The bad news is that there aren't too many players on the list of 68 that would be of interest to the Red Bulls, and the ones that are, aren't great options, especially in the Re-Entry Draft's first stage.
Giving the players a run down, there isn't really anyone who would be a legitimate upgrade at fullback, currently the Red Bulls' biggest need.
There do happen to be a few players who might pique the Red Bulls' interest, who would also satisfy items on their wish list, -- an attacking midfielder and wing help -- but no one that doesn't come with some baggage.
For an attacking midfielder, Mauro Rosales is available from the Seattle Sounders. Rosales, an important cog in the Sounders' machine upon their entry into MLS, scored four goals and notched eight assists in 33 games last season, but with the Sounders needing to figure out how to squeeze a whole lot of offensive firepower into their starting XI, he's out.
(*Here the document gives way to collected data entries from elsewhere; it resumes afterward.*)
//! Core engine types: identifiers, players, effects, state, history, configuration.
//!
//! Everything here is a plain value. Nothing in `core` knows about
//! handlers, perception, or win conditions; those live in the modules
//! that consume these types.

pub mod ids;
pub mod team;
pub mod payload;
pub mod player;
pub mod state;
pub mod history;
pub mod game;
pub mod config;

pub use ids::{EffectId, PlayerId, RoleId};
pub use team::{Alignment, Team};
pub use payload::{Payload, PayloadValue};
pub use player::{EffectInstance, Expiry, PerceptionOverride, Player};
pub use state::{GameState, Phase};
pub use history::{HistoryEntry, HistoryEvent, HistoryKind, Message};
pub use game::Game;
pub use config::EngineConfig;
The downsides likely outweigh the upsides, though. Rosales is 32 years old, so he's no long term solution. Worse still is his salary: $200,000 base, which the Red Bulls would have to pick up, if they take him in the first stage, not give him a raise.
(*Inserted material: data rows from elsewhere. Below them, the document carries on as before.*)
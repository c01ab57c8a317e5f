//! Intent resolution pipeline.
//!
//! Turns a proposed action into an outcome after every active effect has
//! had its say:
//! - `Intent`: the proposed action (kill, execute, nominate)
//! - `IntentHandler`: effect-attached interceptor plugin contract
//! - `resolve_intent`: runs applicable handlers in priority order
//! - `Resolution`: allow, prevent, redirect, or await narrator input
//! - `SuspendedResolution`: an explicit, serializable continuation
//!
//! The pipeline never mutates state. It returns a `StateChanges` batch
//! that the caller commits with `Game::apply`.

mod handler;
mod intent;
mod resolution;
mod resolver;

pub use handler::{
    Choice, HandlerContext, HandlerOutcome, InputOptions, InputRequest, IntentHandler, PreventReason,
};
pub use intent::{Cause, Intent};
pub use resolution::{HandlerRef, Resolution, SuspendedResolution};
pub use resolver::resolve_intent;
//! State change batches and the applier that commits them.
//!
//! - `StateChanges`: a declared batch of mutations plus history events
//! - `apply_changes`: the only way game state moves forward
//!
//! Handlers never touch state directly. They describe what should happen
//! as a batch; the pipeline gathers batches in execution order; the
//! applier commits the result as one atomic transition.

mod batch;
mod applier;

pub use batch::StateChanges;
pub use applier::{apply_changes, expiring_effects};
In a similar role as Rosales, former MLS MVP and FC Dallas playmaker David Ferreira is also available, but his downsides are even steeper than Rosales'. He's two years older than Rosales -- 34 -- and he's on a designated player contract, making the chances of a Red Bulls' selection precisely zero.
A better fit might be one of Rosales' Sounders teammates Steve Zakuani. He hasn't been the same player since Brian Mullan broke his leg in 2011, but he did make eight appearances last year, including six starts. Maybe a change of scenery gets his career back on track. With the Red Bulls, it's likely there's less expected of him, especially since he was getting paid $135,000 with the Sounders.
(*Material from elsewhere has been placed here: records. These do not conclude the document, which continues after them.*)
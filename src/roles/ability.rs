//! Role ability plugin contract.

use crate::changes::StateChanges;
use crate::core::{Game, GameState, Player};
use crate::pipeline::{Choice, InputRequest, Intent};
use crate::rules::Ruleset;

/// What an ability sees while acting.
#[derive(Clone, Copy)]
pub struct AbilityContext<'a> {
    /// The player whose role is acting.
    pub actor: &'a Player,
    pub state: &'a GameState,
    pub game: &'a Game,
    pub ruleset: &'a Ruleset,
}

/// What an ability produces when it acts.
///
/// `changes` is committed as-is. `intent`, if any, goes through the
/// pipeline afterwards so other effects can intercept it.
#[derive(Clone, Debug, Default, PartialEq, Eq)]
pub struct AbilityOutput {
    pub changes: StateChanges,
    pub intent: Option<Intent>,
}

impl AbilityOutput {
    /// An ability that did nothing.
    #[must_use]
    pub fn nothing() -> Self {
        Self::default()
    }

    /// Emit an intent with no direct changes.
    #[must_use]
    pub fn intent(intent: Intent) -> Self {
        Self {
            changes: StateChanges::new(),
            intent: Some(intent),
        }
    }

    /// Commit changes with no intent.
    #[must_use]
    pub fn changes(changes: StateChanges) -> Self {
        Self {
            changes,
            intent: None,
        }
    }
}

/// A role's night ability.
pub trait Ability: Send + Sync {
    /// Check whether the actor wakes tonight.
    ///
    /// By default a player wakes when alive and no effect they hold
    /// blocks waking.
    fn should_wake(&self, ctx: &AbilityContext<'_>) -> bool {
        ctx.actor.is_alive() && !ctx.ruleset.effects().flags_for(ctx.actor).blocks_waking
    }

    /// The decision the narrator collects before `perform`, if any.
    fn prompt(&self, _ctx: &AbilityContext<'_>) -> Option<InputRequest> {
        None
    }

    /// Act on the narrator's choice.
    fn perform(&self, ctx: &AbilityContext<'_>, choice: &Choice) -> AbilityOutput;
}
Another winger the Red Bulls might consider? Bobby Convey. Convey's pinballed around the league since coming back from England's Reading. He was sort-of effective for Sporting Kansas City before they flipped him to Toronto FC, where he made 21 appearances, scored a goal and set up four others. Convey's downside is, again, salary. He was paid $200,000 base last year and the Red Bulls would have to pick that up. Making things worse for the 30-year-old Convey? He's reportedly had attitude problems in some of his other stops. But, hey, maybe he can be another one of Mike Petke's famed reclamation projects.
Then, of course, there are the sentimental picks. Kenny Cooper is on the list, and with Fabian Espindola and Andre Akpan gone, the Red Bulls are only carrying four strikers, with one a teenager and the other deployed as a midfielder. But, again, salary: the $325,000 he was paid was the reason the Red Bulls dropped him in the first place. Fan favorite Joel Lindpere, who was traded to the Chicago Fire last winter, is available, too. He could satisfy the Red Bulls' attacking midfielder option, and he'd finally get the chance to play centrally, which he's wanted for some time now. But again, there's his salary ($180,000 base), his age (32) and the fact he seems destined for Europe.
So, yeah, there's not a lot. The only player I'd really take a serious look at is Zakuani (and maybe Cooper and Lindpere, but I can't tell if that's my heart or my head), but only if it comes in the second stage, where Sporting Director Andy Roxburgh can renegotiate player contracts.
That said, unless the Red Bulls braintrust sees someone I missed -- and judges them as valuable as their current contract -- don't expect them to be active Thursday. Next Wednesday, when the league holds the second stage, could be another story.